Content starts

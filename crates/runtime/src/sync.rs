//! Synchronization primitives shared by queues, timers and state machines.
//!
//! `Mutex` wraps `parking_lot::Mutex` so that lock poisoning never leaks into
//! the runtime: a panicking handler is already fatal under the abort profile,
//! and every other context keeps a plain `lock()` call.

use core::fmt;
use core::time::Duration;

pub use std::sync::{Arc, Weak};

pub type MutexGuard<'a, T> = parking_lot::MutexGuard<'a, T>;

/// Mutual exclusion lock used throughout the runtime.
pub struct Mutex<T> {
    inner: parking_lot::Mutex<T>,
}

impl<T> Mutex<T> {
    /// Creates a new mutex protecting the given value.
    pub const fn new(value: T) -> Self {
        Self {
            inner: parking_lot::const_mutex(value),
        }
    }

    /// Acquires the mutex, blocking until it becomes available.
    pub fn lock(&self) -> MutexGuard<'_, T> {
        self.inner.lock()
    }

    /// Attempts to acquire the mutex without blocking.
    pub fn try_lock(&self) -> Option<MutexGuard<'_, T>> {
        self.inner.try_lock()
    }

    pub fn into_inner(self) -> T {
        self.inner.into_inner()
    }
}

impl<T: fmt::Debug> fmt::Debug for Mutex<T> {
    fn fmt(&self, f: &mut fmt::Formatter<'_>) -> fmt::Result {
        match self.try_lock() {
            Some(value) => f.debug_tuple("Mutex").field(&*value).finish(),
            None => f.write_str("Mutex(<locked>)"),
        }
    }
}

impl<T: Default> Default for Mutex<T> {
    fn default() -> Self {
        Self::new(T::default())
    }
}

/// Binary wake signal with a single waiter.
///
/// `release` marks the notification pending and wakes the waiter; `acquire`
/// blocks until it is pending and consumes it. Releasing an already pending
/// notification is a no-op, so any number of releases between two acquires
/// collapse into one wake-up. A release that happens before the waiter
/// blocks is never lost.
pub struct Notification {
    pending: parking_lot::Mutex<bool>,
    cond: parking_lot::Condvar,
}

impl Notification {
    pub const fn new() -> Self {
        Self {
            pending: parking_lot::const_mutex(false),
            cond: parking_lot::Condvar::new(),
        }
    }

    /// Marks the notification pending and wakes the waiter, if any.
    pub fn release(&self) {
        let mut pending = self.pending.lock();
        *pending = true;
        drop(pending);
        self.cond.notify_one();
    }

    /// Blocks until the notification is pending, then consumes it.
    pub fn acquire(&self) {
        let mut pending = self.pending.lock();
        while !*pending {
            self.cond.wait(&mut pending);
        }
        *pending = false;
    }

    /// Consumes a pending notification without blocking.
    pub fn try_acquire(&self) -> bool {
        let mut pending = self.pending.lock();
        core::mem::replace(&mut *pending, false)
    }

    /// Like [`acquire`](Self::acquire), giving up after `timeout`.
    ///
    /// Returns `true` when the notification was consumed.
    pub fn acquire_timeout(&self, timeout: Duration) -> bool {
        let mut pending = self.pending.lock();
        if !*pending {
            // Spurious wake-ups are fine: the flag is re-checked below.
            let _ = self.cond.wait_for(&mut pending, timeout);
        }
        core::mem::replace(&mut *pending, false)
    }

    pub fn is_pending(&self) -> bool {
        *self.pending.lock()
    }
}

impl Default for Notification {
    fn default() -> Self {
        Self::new()
    }
}
//! # blinky-runtime
//!
//! The concurrency and timing core of the blinky firmware: everything that
//! makes LED, pulse and button behavior deterministic across an interrupt
//! source, a background worker and independently scheduled consumers.
//!
//! ## Module Overview
//! - [`queue`]  – Bounded multi-producer, single-consumer event queue.
//! - [`active`] – Active objects: one queue, one consumer thread each.
//! - [`time`]   – Timer service with drift-free rescheduling and safe cancel.
//! - [`fsm`]    – Flat state machine with entry/exit hooks and a listener.
//! - [`work`]   – Deferred work queue for interrupt hand-off.
//! - [`sync`]   – Mutex and wake-signal primitives used by all of the above.

pub mod active;
pub mod event;
pub mod fsm;
pub mod queue;
pub mod sync;
pub mod time;
pub mod work;

pub use active::{ActiveBehavior, ActiveHandle, ActiveObject, ActiveRunner, SpawnError};
pub use event::{ActiveEvent, Dispatch};
pub use fsm::{StateId, StateMachine, StateTable, TransitionListener};
pub use queue::{EventQueue, QueueFull};
pub use time::{Clock, Expiry, ManualClock, SystemClock, Timer, TimerService};
pub use work::WorkQueue;

#[cfg(test)]
mod tests;
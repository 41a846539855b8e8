mod active;
mod work;
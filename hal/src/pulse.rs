//! Pulse output: shifting a bit pattern onto an LED.

use std::sync::Arc;
use std::thread;
use std::time::Duration;

use log::trace;
use parking_lot::Mutex;

use crate::gpio::LedControl;

/// Bit times the line stays off after a pattern.
pub const TRAILING_GAP_BITS: u32 = 7;

/// Sends a 32-bit pattern as timed on/off pulses.
pub trait PulseTransmitter: Send + Sync {
    /// Shifts `pattern` out most significant bit first, one bit time per
    /// bit, stopping after the last set bit; then holds the line off for
    /// [`TRAILING_GAP_BITS`] bit times. Blocks for the whole sequence.
    fn send_bit_pattern(&self, pattern: u32);
}

/// Transmitter that busy-drives an LED with a fixed bit time.
#[derive(Debug)]
pub struct BitBangTransmitter<L> {
    led: L,
    bit_time: Duration,
}

impl<L: LedControl> BitBangTransmitter<L> {
    pub fn new(led: L, bit_time: Duration) -> Self {
        Self { led, bit_time }
    }

    pub fn bit_time(&self) -> Duration {
        self.bit_time
    }

    pub fn led(&self) -> &L {
        &self.led
    }

    fn hold(&self, bits: u32) {
        if !self.bit_time.is_zero() {
            thread::sleep(self.bit_time * bits);
        }
    }
}

impl<L: LedControl> PulseTransmitter for BitBangTransmitter<L> {
    fn send_bit_pattern(&self, pattern: u32) {
        trace!("pulse pattern {pattern:#010x}");
        let mut bits = pattern;
        while bits != 0 {
            if bits & (1 << 31) != 0 {
                self.led.turn_on();
            } else {
                self.led.turn_off();
            }
            self.hold(1);
            bits <<= 1;
        }
        self.led.turn_off();
        self.hold(TRAILING_GAP_BITS);
    }
}

/// Transmitter that only records what it was asked to send.
#[derive(Debug, Clone, Default)]
pub struct RecordingTransmitter {
    sent: Arc<Mutex<Vec<u32>>>,
}

impl RecordingTransmitter {
    pub fn new() -> Self {
        Self::default()
    }

    pub fn sent(&self) -> Vec<u32> {
        self.sent.lock().clone()
    }

    pub fn take_sent(&self) -> Vec<u32> {
        std::mem::take(&mut *self.sent.lock())
    }
}

impl PulseTransmitter for RecordingTransmitter {
    fn send_bit_pattern(&self, pattern: u32) {
        self.sent.lock().push(pattern);
    }
}

impl<T: PulseTransmitter + ?Sized> PulseTransmitter for Arc<T> {
    fn send_bit_pattern(&self, pattern: u32) {
        (**self).send_bit_pattern(pattern)
    }
}
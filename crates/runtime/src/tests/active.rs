use std::sync::mpsc;
use std::sync::{Arc, Mutex};
use std::time::Duration;

use crate::active::{ActiveBehavior, ActiveHandle, ActiveObject};
use crate::event::{ActiveEvent, Dispatch};
use crate::queue::QueueFull;

#[derive(Debug, Clone, Copy, PartialEq, Eq)]
enum Probe {
    Start,
    Ping(u8),
    Echo,
    Bogus,
}

impl ActiveEvent for Probe {
    const START: Self = Probe::Start;
}

#[derive(Clone, Default)]
struct Collector {
    events: Arc<Mutex<Vec<Probe>>>,
}

struct Recorder {
    collector: Collector,
    own: Option<ActiveHandle<Probe, 4>>,
    done: Option<mpsc::Sender<Probe>>,
}

impl ActiveBehavior for Recorder {
    type Event = Probe;

    fn on_event(&mut self, event: Probe) -> Dispatch {
        match event {
            Probe::Start | Probe::Ping(_) => {
                self.collector.events.lock().unwrap().push(event);
                if let (Probe::Ping(0), Some(own)) = (event, &self.own) {
                    own.post(Probe::Echo).unwrap();
                }
            }
            Probe::Echo => self.collector.events.lock().unwrap().push(event),
            Probe::Bogus => return Dispatch::Unhandled,
        }
        if let Some(done) = &self.done {
            let _ = done.send(event);
        }
        Dispatch::Handled
    }
}

fn recorder(collector: &Collector) -> Recorder {
    Recorder {
        collector: collector.clone(),
        own: None,
        done: None,
    }
}

#[test]
fn start_event_is_dispatched_first() {
    let collector = Collector::default();
    let ao: ActiveObject<Probe, 4> = ActiveObject::new("probe");
    let handle = ao.handle();
    handle.post(Probe::Ping(1)).unwrap();

    let mut runner = ao.runner(recorder(&collector));
    runner.start();
    handle.post(Probe::Ping(2)).unwrap();
    assert_eq!(runner.run_until_idle(), 3);

    let events = collector.events.lock().unwrap();
    // The ping posted before start stays ahead of the start event.
    assert_eq!(
        events.as_slice(),
        &[Probe::Ping(1), Probe::Start, Probe::Ping(2)]
    );
}

#[test]
fn events_posted_while_handling_are_drained_in_same_pass() {
    let collector = Collector::default();
    let ao: ActiveObject<Probe, 4> = ActiveObject::new("probe");
    let handle = ao.handle();
    let mut behavior = recorder(&collector);
    behavior.own = Some(handle.clone());

    let mut runner = ao.runner(behavior);
    runner.start();
    handle.post(Probe::Ping(0)).unwrap();
    assert_eq!(runner.run_until_idle(), 3);
    assert!(!runner.dispatch_one());

    let events = collector.events.lock().unwrap();
    assert_eq!(
        events.as_slice(),
        &[Probe::Start, Probe::Ping(0), Probe::Echo]
    );
}

#[test]
fn full_queue_drop_is_reported_to_producer() {
    let ao: ActiveObject<Probe, 4> = ActiveObject::new("probe");
    let handle = ao.handle();
    for n in 0..4 {
        handle.post(Probe::Ping(n)).unwrap();
    }

    assert_eq!(handle.post(Probe::Ping(9)), Err(QueueFull { capacity: 4 }));
    assert_eq!(handle.dropped(), 1);
    assert_eq!(handle.pending(), 4);
}

#[test]
#[should_panic(expected = "received unknown event")]
fn unknown_event_is_fatal() {
    let collector = Collector::default();
    let ao: ActiveObject<Probe, 4> = ActiveObject::new("probe");
    let handle = ao.handle();
    let mut runner = ao.runner(recorder(&collector));
    handle.post(Probe::Bogus).unwrap();
    runner.run_until_idle();
}

#[test]
fn spawned_object_consumes_its_queue() {
    let collector = Collector::default();
    let (tx, rx) = mpsc::channel();
    let ao: ActiveObject<Probe, 4> = ActiveObject::new("probe-thread").with_stack_size(64 * 1024);
    let handle = ao.handle();
    let mut behavior = recorder(&collector);
    behavior.done = Some(tx);
    ao.spawn(behavior).unwrap();

    let timeout = Duration::from_secs(5);
    assert_eq!(rx.recv_timeout(timeout).unwrap(), Probe::Start);
    handle.post(Probe::Ping(5)).unwrap();
    handle.post(Probe::Ping(6)).unwrap();
    assert_eq!(rx.recv_timeout(timeout).unwrap(), Probe::Ping(5));
    assert_eq!(rx.recv_timeout(timeout).unwrap(), Probe::Ping(6));
}
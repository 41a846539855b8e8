//! LED active object: sends the two Morse patterns on independent periods.
//!
//! Both timers only post into the object's queue, so the primary LED is
//! driven exclusively from the LED thread and a pattern is never cut short
//! by the other one.

use std::time::Duration;

use blinky_hal::{LedControl, PulseTransmitter};
use blinky_runtime::{
    ActiveBehavior, ActiveEvent, ActiveHandle, ActiveObject, Dispatch, Timer, TimerService,
};
use log::debug;

use crate::config::BlinkyConfig;

/// Queue depth of the LED active object.
pub const LED_QUEUE_DEPTH: usize = 8;

/// Events of the LED active object.
#[derive(Debug, Clone, Copy, PartialEq, Eq)]
pub enum LedEvent {
    Start,
    MorseA,
    MorseB,
}

impl ActiveEvent for LedEvent {
    const START: Self = LedEvent::Start;
}

pub type LedObject = ActiveObject<LedEvent, LED_QUEUE_DEPTH>;
pub type LedHandle = ActiveHandle<LedEvent, LED_QUEUE_DEPTH>;

/// Behavior of the LED active object.
pub struct LedBlinker<L, T> {
    led: L,
    pulse: T,
    morse_a: Timer,
    morse_b: Timer,
    morse_a_period: Duration,
    morse_b_period: Duration,
    morse_a_pattern: u32,
    morse_b_pattern: u32,
}

impl<L, T> LedBlinker<L, T>
where
    L: LedControl + 'static,
    T: PulseTransmitter + 'static,
{
    /// Creates the behavior; its timers post into `handle`.
    pub fn new(
        config: &BlinkyConfig,
        timers: &TimerService,
        handle: &LedHandle,
        led: L,
        pulse: T,
    ) -> Self {
        Self {
            led,
            pulse,
            morse_a: posting_timer(
                timers,
                "morse-a",
                handle.clone(),
                LedEvent::MorseA,
                config.morse_a_period,
            ),
            morse_b: posting_timer(
                timers,
                "morse-b",
                handle.clone(),
                LedEvent::MorseB,
                config.morse_b_period,
            ),
            morse_a_period: config.morse_a_period,
            morse_b_period: config.morse_b_period,
            morse_a_pattern: config.morse_a_pattern,
            morse_b_pattern: config.morse_b_pattern,
        }
    }

    pub fn morse_a_timer(&self) -> &Timer {
        &self.morse_a
    }

    pub fn morse_b_timer(&self) -> &Timer {
        &self.morse_b
    }
}

/// Timer that posts `event` every `period`, measured from each expected
/// deadline. A full queue loses that one event; the schedule goes on.
fn posting_timer(
    timers: &TimerService,
    name: &'static str,
    handle: LedHandle,
    event: LedEvent,
    period: Duration,
) -> Timer {
    timers.timer(name, move |expiry| {
        // The handle logs and counts the drop.
        let _ = handle.post(event);
        expiry.rearm_at(expiry.deadline() + period);
    })
}

impl<L, T> ActiveBehavior for LedBlinker<L, T>
where
    L: LedControl + 'static,
    T: PulseTransmitter + 'static,
{
    type Event = LedEvent;

    fn on_event(&mut self, event: LedEvent) -> Dispatch {
        match event {
            LedEvent::Start => {
                self.led.turn_off();
                self.morse_a.invoke_after(self.morse_a_period);
                self.morse_b.invoke_after(self.morse_b_period);
                debug!("morse timers armed");
            }
            LedEvent::MorseA => self.pulse.send_bit_pattern(self.morse_a_pattern),
            LedEvent::MorseB => self.pulse.send_bit_pattern(self.morse_b_pattern),
        }
        Dispatch::Handled
    }
}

Content ends

> _WHAT YOU SHOULD DO_
Scan the data for lines containing "bool" and copy all of them.

> _EXERCISE SOLUTION_
    pending: parking_lot::Mutex<bool>,
    pub fn try_acquire(&self) -> bool {
    pub fn acquire_timeout(&self, timeout: Duration) -> bool {
    pub fn is_pending(&self) -> bool {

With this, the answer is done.